In Scotland, for over ten years a nationalist executive has focussed on constitutional issues and populist gimmicks, while standards in the country’s once highly respected education system have plummeted.Two thirds of Wales’ national income is now made up of government spending. And productivity in the region, which was already the worst in the UK, has fallen yet further in the two decades since devolution.
In Northern Ireland, a legislative assembly was not such a novelty, because there was a regional parliament in Belfast as recently as 1972. That institution had allowed the province to diverge socially and economically from the rest of the UK, with the result that the Catholic minority became more and more estranged from the British state. Ulster’s parliament was not the cause of the Troubles – but it certainly didn’t help prevent them. The Stormont Assembly created by the Belfast Agreement has been almost as disastrous.
Even when the power-sharing executive operated, it rarely legislated and refused to tackle the most pressing problems affecting Northern Ireland.

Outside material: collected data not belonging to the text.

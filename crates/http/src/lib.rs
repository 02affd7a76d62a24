//! An allocation-averse HTTP/1.1 request pipeline for plaintext micro-benchmarks
//!
//! This crate answers a single route, `GET /plaintext`, as fast as a single
//! connection's request loop allows. The inbound byte stream is tokenized
//! incrementally, every complete request found in a read is answered into one
//! batched output region, and the output is flushed once per read. Nothing on
//! the request path allocates or formats: responses are byte constants plus a
//! `Date` header that a background task re-renders once per second.
//!
//! # Example
//!
//! ```no_run
//! use plaintext_http::connection::HttpConnection;
//! use plaintext_http::date::DateHeader;
//! use tokio::net::TcpListener;
//! use tracing::{error, info, warn, Level};
//! use tracing_subscriber::FmtSubscriber;
//!
//! #[tokio::main]
//! async fn main() {
//!     // Initialize logging
//!     let subscriber = FmtSubscriber::builder()
//!         .with_max_level(Level::INFO)
//!         .finish();
//!     tracing::subscriber::set_global_default(subscriber)
//!         .expect("setting default subscriber failed");
//!
//!     // keep the cached date header fresh
//!     DateHeader::global().sync_timer();
//!
//!     info!(port = 8080, "start listening");
//!     let tcp_listener = match TcpListener::bind("127.0.0.1:8080").await {
//!         Ok(tcp_listener) => tcp_listener,
//!         Err(e) => {
//!             error!(cause = %e, "bind server error");
//!             return;
//!         }
//!     };
//!
//!     loop {
//!         let (tcp_stream, _remote_addr) = match tcp_listener.accept().await {
//!             Ok(stream_and_addr) => stream_and_addr,
//!             Err(e) => {
//!                 warn!(cause = %e, "failed to accept");
//!                 continue;
//!             }
//!         };
//!
//!         tokio::spawn(async move {
//!             let (reader, writer) = tcp_stream.into_split();
//!             let connection = HttpConnection::new(reader, writer);
//!             if let Err(e) = connection.process().await {
//!                 error!("service has error, cause {}, connection shutdown", e);
//!             }
//!         });
//!     }
//! }
//! ```
//!
//! # Architecture
//!
//! The crate is organized into several key modules:
//!
//! - [`buffer`]: output sinks, the claim/write/commit [`buffer::BufferWriter`] and its decimal encoder
//! - [`date`]: the double buffered, once per second refreshed `Date` header
//! - [`codec`]: the `httparse` based start line and header tokenizer
//! - [`handler`]: route classification and the canned responses
//! - [`connection`]: inbound/outbound adapters, the request state machine and the connection loop
//! - [`config`]: per-connection settings
//! - [`protocol`]: error types
//!
//! # Wire format
//!
//! `GET /plaintext` is answered with
//!
//! ```text
//! HTTP/1.1 200 OK\r\nServer: K\r\nContent-Type: text/plain\r\nContent-Length: 13\r\nDate: <date>\r\n\r\nHello, World!
//! ```
//!
//! Every other request gets the configured [`handler::DefaultRoute`], either a
//! `404 Not Found` or a `200 OK`, both with an empty body.
//!
//! # Limitations
//!
//! - HTTP/1.0 and HTTP/1.1 only, request bodies are not supported
//! - Maximum header size: 8KB
//! - Maximum number of headers: 64

pub mod buffer;
pub mod codec;
pub mod config;
pub mod connection;
pub mod date;
pub mod handler;
pub mod protocol;

mod utils;
pub(crate) use utils::ensure;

Devolved government in Belfast was interrupted by an endless series of crises, suspensions and hot-house talks. At the time of writing, the Assembly has not sat for two years, after Sinn Fein collapsed power-sharing because of its latest wrangles with the DUP.
The Conservative government has stubbornly refused to restore direct rule to Northern Ireland, with the result that important policy decisions have been delayed and power has been placed in the hands of unaccountable civil servants. The impact on hospitals, schools and infrastructure has been devastating.
Devolution may have failed to deliver good government to the regions where it was implemented, but its effects have perhaps been even more dismal in poorer areas of England.
In struggling towns and cities, there is an understandable perception that the devolved nations get a great deal out of the Treasury, at the expense of English taxpayers. Recent surveys by the Universities of Edinburgh and Cardiff proved that this feeling of unfairness has contributed to a rising sense of Englishness, at the expense of the British identity.
Wouldn’t it be ironic if the ‘English nationalist’ sentiment that arch-remainers blame for Brexit, was actually nurtured by the reckless devolution experiments of their political godfather, Tony Blair?
In truth, Britain is still struggling to come to terms with the former Labour prime minister’s constitutional tinkering. His time in office left a less united kingdom, struggling to accommodate resurgent national movements and divided by grievances and resentments encouraged by the devolved institutions.
Perhaps the solution is to tackle the inconsistencies and asymmetries of devolution, by codifying its position in our constitution, as the Act of Union Bill suggests. So far, though, every time the regional governments and executives have been awarded more powers, it has only buoyed nationalists and encouraged them to ask for more.
The Constitution Reform Group is at least thinking seriously about mending our constitution two decades after it was duffed up by Labour and Blair, but it seems rather unlikely that the problem of devolution can be solved with more devolution.